Autism Flashcards
Discuss the history of Autism and how it was eventually described
The first description of Autism was in 1943 by Dr. Leo Kanner who distinguished it from schizophrenia. One year later Dr. Hans Asperger described patients with autism with very good vocabularies
(they had normal language development)
What was the list of pervasive Developmental Disorders (PDD) according to DSM-IV text (revised)? Which of these were part of ASD?
What is DSM?
Terminology of Pervasive Developmental Disorders (PDD) from DSM-IV Revised:
1) Autism
2) Asperger syndrome
3) PDD-NOS (Not otherwise Specified)
4) Rett syndrome
5) Childhood Disintegrative Disorder
#1-3 referred to as Autistic Spectrum Disorder (ASD)
DSM= diagnostic and Statistical Manual of Mental disorders (reference book for psychology)
Discuss how DSM-V combines disorders into one diagnosis for ASD? How is ASD viewed as?
DSM-V (May 2013)
-The DSM-V consolidates autism, Asperger, PDD-NOS and Childhood Disintegrative Disorder into one diagnosis: ASD (Autism Spectrum Disorder)
The DSM-V Workgroup considers ASD as a CONTIUUM of one disorder farther than several disorders ranging in severity from mild to severe.
-Some children who previously would have fulfilled criteria for PDD wil NOT fulfill current criteria
What is Autism? What is the diagnosis based on? What are diagnostic markers for autism?
Autism is neurodevelopment disorder whose diagnosis is based on the presence of characteristic behaviors of restricted interests, Repetitive behaviors and deficiency in communication and socialization skills
-Currently, there are NO Objective diagnostic markers for autism (ex; X-ray, blood test)
(autism also considered behavioral disorder)
what are the core behaviors for diagnosing patients with Autism? When should pediatricians screen for autism in a child?
Core behaviors for diagnosis:
-Delayed speech or regression in speech (start talking, then stopped)
-poor eye contact
-Diminished socialization (parallel play)
-repetitive behavior (speech; restricted interests; motor) (ex; always plating with one toy)
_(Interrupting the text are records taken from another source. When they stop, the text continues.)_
mod answer;
mod clock;
mod grade;
mod ids;
mod question;
mod session;

pub use answer::{AnswerState, AnswerStatus};
pub use clock::{SessionClock, SessionClockError, TimeBand, format_mmss};
pub use grade::{GradeDetail, GradeReport, GradeResult, grade};
pub use ids::{AttemptId, ParseIdError, QuestionId};
pub use question::{Question, QuestionError, QuestionKind, default_question_set};
pub use session::{ExamSession, ExamSessionError, SessionCommand};
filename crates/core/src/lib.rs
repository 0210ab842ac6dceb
#![forbid(unsafe_code)]

pub mod model;
pub mod time;

pub use time::Clock;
-Pediatricians should screen for Autism in a Speech Delayed child who demonstrates behaviors of excessive shyness, social awkwardness or are obsessive about interests or behavior
What are other common behaviors seen in children with Autism?
Other common behaviors:
cognitive impairment (25-70%)
-Toe walking without spasticity (heels do not touch ground)
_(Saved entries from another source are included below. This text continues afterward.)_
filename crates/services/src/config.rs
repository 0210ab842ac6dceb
use thiserror::Error;

#[derive(Debug, Error, Clone, PartialEq, Eq)]
#[non_exhaustive]
pub enum ExamConfigError {
    #[error("exam duration must be > 0 minutes")]
    ZeroDuration,

    #[error("autosave interval must be > 0 seconds")]
    ZeroAutosaveInterval,
}

/// Tunable session parameters.
///
/// The autosave cadence is deliberately a knob rather than a constant: losing
/// up to one interval of interaction on a hard crash is the accepted
/// trade-off, and deployments can tighten or relax it.
#[derive(Debug, Clone, Copy, PartialEq, Eq)]
pub struct ExamConfig {
    duration_minutes: u32,
    autosave_secs: u64,
}

impl ExamConfig {
    pub const DEFAULT_DURATION_MINUTES: u32 = 30;
    pub const DEFAULT_AUTOSAVE_SECS: u64 = 2;

    /// Build a validated configuration.
    ///
    /// # Errors
    ///
    /// Returns `ExamConfigError` for a zero duration or autosave interval.
    pub fn new(duration_minutes: u32, autosave_secs: u64) -> Result<Self, ExamConfigError> {
        if duration_minutes == 0 {
            return Err(ExamConfigError::ZeroDuration);
        }
        if autosave_secs == 0 {
            return Err(ExamConfigError::ZeroAutosaveInterval);
        }
        Ok(Self {
            duration_minutes,
            autosave_secs,
        })
    }

    #[must_use]
    pub fn duration_minutes(&self) -> u32 {
        self.duration_minutes
    }

    #[must_use]
    pub fn duration_secs(&self) -> u32 {
        self.duration_minutes * 60
    }

    #[must_use]
    pub fn autosave_secs(&self) -> u64 {
        self.autosave_secs
    }
}

impl Default for ExamConfig {
    fn default() -> Self {
        Self {
            duration_minutes: Self::DEFAULT_DURATION_MINUTES,
            autosave_secs: Self::DEFAULT_AUTOSAVE_SECS,
        }
    }
}

#[cfg(test)]
mod tests {
    use super::*;

    #[test]
    fn default_config_is_valid() {
        let config = ExamConfig::default();
        assert_eq!(config.duration_secs(), 1800);
        assert_eq!(config.autosave_secs(), 2);
    }

    #[test]
    fn zero_values_are_rejected() {
        assert_eq!(
            ExamConfig::new(0, 2).unwrap_err(),
            ExamConfigError::ZeroDuration
        );
        assert_eq!(
            ExamConfig::new(30, 0).unwrap_err(),
            ExamConfigError::ZeroAutosaveInterval
        );
    }
}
-Noise sensitivity (vacuum; hair dryer)
-Roteness; needs for routine; poor transitioning (issue in school)
-Fixed interests (ex; Thomas the train)
-Excessive tantrums
-poor sleep
-Fascination with some parts of objects rather than the objects themselves- spinning wheels on cars; fans; light switches; buttons
-splinter skills; hypermedia (advanced reading skills) (but non comprehension)
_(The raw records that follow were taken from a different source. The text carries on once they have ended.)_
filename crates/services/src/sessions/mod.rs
mod clock_service;
mod flow;
mod view;

// Public API of the session subsystem.
pub use crate::error::ExamFlowError;
pub use clock_service::{SessionClockService, TimerTick};
pub use flow::{ExamAttempt, ExamFlowService};
pub use view::{ResultView, band_color, band_label, format_minutes, score_color, score_label};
What other sensory issues occur in people with Autism?
Other sensory issues
-hyposensitivity (pain) and hypersensitivity
-Noise
-Textures; foods; clothing labels
- Touch: Squeeze/hug chair
Problems:
inability to ignore extraneous auditory sensory stimuli
Difficulty integrating multiple stimuli simultaneously
(looks like they’re focused, but not able to phase out external stimuli)
What are furthermore other common behaviors are seen in people with Autism?
Other common behaviors:
-Spinning behavior
-Stereotypes- hand flapping; finger twirling; body rocking; hands over the ears
-Fascinated with movement: fans; wheels; doors
-Echolalia (repeating what others say)
-perseveration (repetition of an action; like constantly saying Mr. D, Mr. D!!)
-Unusual behavior with inanimate objects: twirling string; smelling non-edible objects
-Fearless; high pain tolerance; inability to recognized danger
-hyperactive (sometimes misdiagnosed as ADHD)
-Aggressive: ? relationship to poor judgement
What are some things you can observe if you place 100 children with ASD (Autism) in a room
If you placed 100 children with ASD in a room:
It is amazing how similar they look
(speech, eye contact, same swallowing problems, same core behaviors)
-it is also amazing how different they look (not have same behavior)
Explain how Autism can be distinguished from author types of social avoidance? What are these other types of social avoidance?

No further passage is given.